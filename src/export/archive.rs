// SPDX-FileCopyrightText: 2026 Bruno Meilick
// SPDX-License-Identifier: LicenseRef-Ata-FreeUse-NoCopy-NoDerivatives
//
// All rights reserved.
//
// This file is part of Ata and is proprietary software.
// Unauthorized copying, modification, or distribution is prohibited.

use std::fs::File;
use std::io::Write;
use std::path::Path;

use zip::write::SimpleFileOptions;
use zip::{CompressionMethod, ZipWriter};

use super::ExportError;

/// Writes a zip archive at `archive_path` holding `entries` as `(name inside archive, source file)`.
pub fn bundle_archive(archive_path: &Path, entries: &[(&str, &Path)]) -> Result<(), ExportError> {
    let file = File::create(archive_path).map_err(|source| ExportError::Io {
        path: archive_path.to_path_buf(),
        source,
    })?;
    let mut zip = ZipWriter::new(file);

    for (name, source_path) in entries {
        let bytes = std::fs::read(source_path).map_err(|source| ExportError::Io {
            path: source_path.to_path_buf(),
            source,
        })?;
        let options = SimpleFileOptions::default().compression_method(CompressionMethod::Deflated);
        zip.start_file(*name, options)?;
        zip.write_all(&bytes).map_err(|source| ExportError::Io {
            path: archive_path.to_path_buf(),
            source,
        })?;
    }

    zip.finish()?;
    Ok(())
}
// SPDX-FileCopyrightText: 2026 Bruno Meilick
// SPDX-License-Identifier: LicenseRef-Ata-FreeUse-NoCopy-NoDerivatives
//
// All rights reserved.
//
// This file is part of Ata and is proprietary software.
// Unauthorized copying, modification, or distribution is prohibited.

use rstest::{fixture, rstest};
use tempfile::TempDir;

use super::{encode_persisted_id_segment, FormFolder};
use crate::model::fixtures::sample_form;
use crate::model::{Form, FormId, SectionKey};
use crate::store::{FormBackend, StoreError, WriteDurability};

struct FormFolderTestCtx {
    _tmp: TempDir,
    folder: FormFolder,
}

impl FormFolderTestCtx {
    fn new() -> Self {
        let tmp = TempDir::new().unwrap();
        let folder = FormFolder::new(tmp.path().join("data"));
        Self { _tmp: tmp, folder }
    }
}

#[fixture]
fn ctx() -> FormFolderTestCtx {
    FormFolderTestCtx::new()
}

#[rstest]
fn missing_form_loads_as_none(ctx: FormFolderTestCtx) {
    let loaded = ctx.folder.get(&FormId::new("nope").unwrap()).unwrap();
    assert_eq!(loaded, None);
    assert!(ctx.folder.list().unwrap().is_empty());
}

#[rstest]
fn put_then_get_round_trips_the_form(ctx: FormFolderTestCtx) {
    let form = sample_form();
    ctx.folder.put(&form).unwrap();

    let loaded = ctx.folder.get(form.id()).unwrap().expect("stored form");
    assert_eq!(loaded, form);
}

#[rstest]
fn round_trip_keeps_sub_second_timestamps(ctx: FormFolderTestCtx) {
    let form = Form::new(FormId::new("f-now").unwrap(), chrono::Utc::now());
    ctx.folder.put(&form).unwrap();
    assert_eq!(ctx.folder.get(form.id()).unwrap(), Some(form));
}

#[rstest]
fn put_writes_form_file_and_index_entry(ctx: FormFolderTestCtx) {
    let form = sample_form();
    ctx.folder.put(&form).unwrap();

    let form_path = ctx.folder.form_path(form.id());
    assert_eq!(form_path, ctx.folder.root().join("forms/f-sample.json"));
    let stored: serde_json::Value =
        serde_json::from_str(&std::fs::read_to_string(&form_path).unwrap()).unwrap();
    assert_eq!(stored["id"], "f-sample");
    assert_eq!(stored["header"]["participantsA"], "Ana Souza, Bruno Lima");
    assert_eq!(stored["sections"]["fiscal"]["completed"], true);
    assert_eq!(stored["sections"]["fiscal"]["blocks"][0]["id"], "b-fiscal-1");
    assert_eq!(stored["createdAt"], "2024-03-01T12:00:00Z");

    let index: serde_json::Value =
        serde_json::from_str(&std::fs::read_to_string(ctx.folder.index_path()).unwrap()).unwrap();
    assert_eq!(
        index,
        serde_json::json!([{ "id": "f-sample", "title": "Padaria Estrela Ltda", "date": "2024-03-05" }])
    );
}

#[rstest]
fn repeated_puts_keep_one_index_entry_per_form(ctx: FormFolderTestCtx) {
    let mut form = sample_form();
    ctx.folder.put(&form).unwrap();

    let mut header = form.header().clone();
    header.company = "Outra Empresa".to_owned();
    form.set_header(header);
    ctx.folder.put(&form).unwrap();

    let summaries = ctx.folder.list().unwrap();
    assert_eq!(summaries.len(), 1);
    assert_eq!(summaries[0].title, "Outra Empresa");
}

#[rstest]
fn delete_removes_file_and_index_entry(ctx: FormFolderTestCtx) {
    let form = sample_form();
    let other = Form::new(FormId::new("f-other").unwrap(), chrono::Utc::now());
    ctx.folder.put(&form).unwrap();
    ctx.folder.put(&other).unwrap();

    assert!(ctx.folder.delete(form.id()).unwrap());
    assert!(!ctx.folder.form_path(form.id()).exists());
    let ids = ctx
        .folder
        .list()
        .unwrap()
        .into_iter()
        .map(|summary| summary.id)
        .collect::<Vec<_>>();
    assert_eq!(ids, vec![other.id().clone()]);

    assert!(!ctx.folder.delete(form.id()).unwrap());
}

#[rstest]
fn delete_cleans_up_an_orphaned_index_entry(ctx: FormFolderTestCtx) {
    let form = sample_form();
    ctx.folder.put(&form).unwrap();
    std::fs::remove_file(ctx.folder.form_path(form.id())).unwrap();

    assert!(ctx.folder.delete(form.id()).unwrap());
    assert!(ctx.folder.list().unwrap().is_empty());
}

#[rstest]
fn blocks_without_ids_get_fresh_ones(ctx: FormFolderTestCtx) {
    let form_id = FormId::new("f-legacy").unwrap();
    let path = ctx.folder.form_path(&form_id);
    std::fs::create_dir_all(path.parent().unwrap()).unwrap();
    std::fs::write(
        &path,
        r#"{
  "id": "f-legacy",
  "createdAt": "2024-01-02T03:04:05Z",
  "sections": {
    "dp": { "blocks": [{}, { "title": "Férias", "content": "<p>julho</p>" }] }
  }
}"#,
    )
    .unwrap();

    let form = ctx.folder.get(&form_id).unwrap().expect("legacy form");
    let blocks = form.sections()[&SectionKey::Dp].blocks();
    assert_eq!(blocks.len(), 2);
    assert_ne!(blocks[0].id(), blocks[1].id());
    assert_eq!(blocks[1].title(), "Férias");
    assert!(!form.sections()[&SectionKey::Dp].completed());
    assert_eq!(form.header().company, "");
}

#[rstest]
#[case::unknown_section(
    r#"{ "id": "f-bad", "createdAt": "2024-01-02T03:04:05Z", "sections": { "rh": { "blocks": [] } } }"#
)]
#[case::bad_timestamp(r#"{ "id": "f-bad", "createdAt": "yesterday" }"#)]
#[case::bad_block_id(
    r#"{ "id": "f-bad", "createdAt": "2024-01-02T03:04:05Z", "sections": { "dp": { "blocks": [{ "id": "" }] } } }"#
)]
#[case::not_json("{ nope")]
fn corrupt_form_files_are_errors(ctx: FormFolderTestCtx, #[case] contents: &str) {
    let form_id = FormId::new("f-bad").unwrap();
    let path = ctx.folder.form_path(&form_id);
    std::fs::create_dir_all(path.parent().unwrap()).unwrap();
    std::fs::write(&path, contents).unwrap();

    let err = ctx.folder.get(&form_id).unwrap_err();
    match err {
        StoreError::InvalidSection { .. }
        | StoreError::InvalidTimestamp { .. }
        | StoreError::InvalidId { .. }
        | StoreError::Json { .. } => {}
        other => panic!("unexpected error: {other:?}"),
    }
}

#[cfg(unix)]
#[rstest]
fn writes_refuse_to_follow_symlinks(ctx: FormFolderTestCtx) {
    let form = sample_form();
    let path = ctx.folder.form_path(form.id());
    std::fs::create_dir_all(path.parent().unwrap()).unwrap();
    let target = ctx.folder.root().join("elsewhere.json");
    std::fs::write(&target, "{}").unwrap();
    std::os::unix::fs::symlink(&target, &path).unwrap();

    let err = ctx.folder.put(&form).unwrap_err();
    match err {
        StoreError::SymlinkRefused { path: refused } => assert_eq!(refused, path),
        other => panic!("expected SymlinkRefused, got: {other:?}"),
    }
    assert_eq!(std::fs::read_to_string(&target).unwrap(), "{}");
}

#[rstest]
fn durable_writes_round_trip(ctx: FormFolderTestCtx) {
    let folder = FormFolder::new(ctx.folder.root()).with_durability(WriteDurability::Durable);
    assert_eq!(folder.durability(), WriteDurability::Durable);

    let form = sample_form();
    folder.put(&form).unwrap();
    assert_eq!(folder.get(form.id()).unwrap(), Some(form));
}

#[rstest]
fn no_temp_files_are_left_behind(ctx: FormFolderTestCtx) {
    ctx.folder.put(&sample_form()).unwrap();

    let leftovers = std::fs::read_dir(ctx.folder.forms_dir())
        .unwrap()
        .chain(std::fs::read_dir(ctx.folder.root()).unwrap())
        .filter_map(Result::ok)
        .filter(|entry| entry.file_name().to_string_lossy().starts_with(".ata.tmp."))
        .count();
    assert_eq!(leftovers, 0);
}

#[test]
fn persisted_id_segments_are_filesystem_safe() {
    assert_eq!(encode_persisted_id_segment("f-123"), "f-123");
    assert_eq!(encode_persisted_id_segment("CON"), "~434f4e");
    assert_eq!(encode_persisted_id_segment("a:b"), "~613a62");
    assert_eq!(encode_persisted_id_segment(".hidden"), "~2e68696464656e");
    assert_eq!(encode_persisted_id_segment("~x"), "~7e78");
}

== Task statement ==
Where a line above contains the string "CompressionMethod", copy that line.

== Answer box ==
use zip::{CompressionMethod, ZipWriter};
        let options = SimpleFileOptions::default().compression_method(CompressionMethod::Deflated);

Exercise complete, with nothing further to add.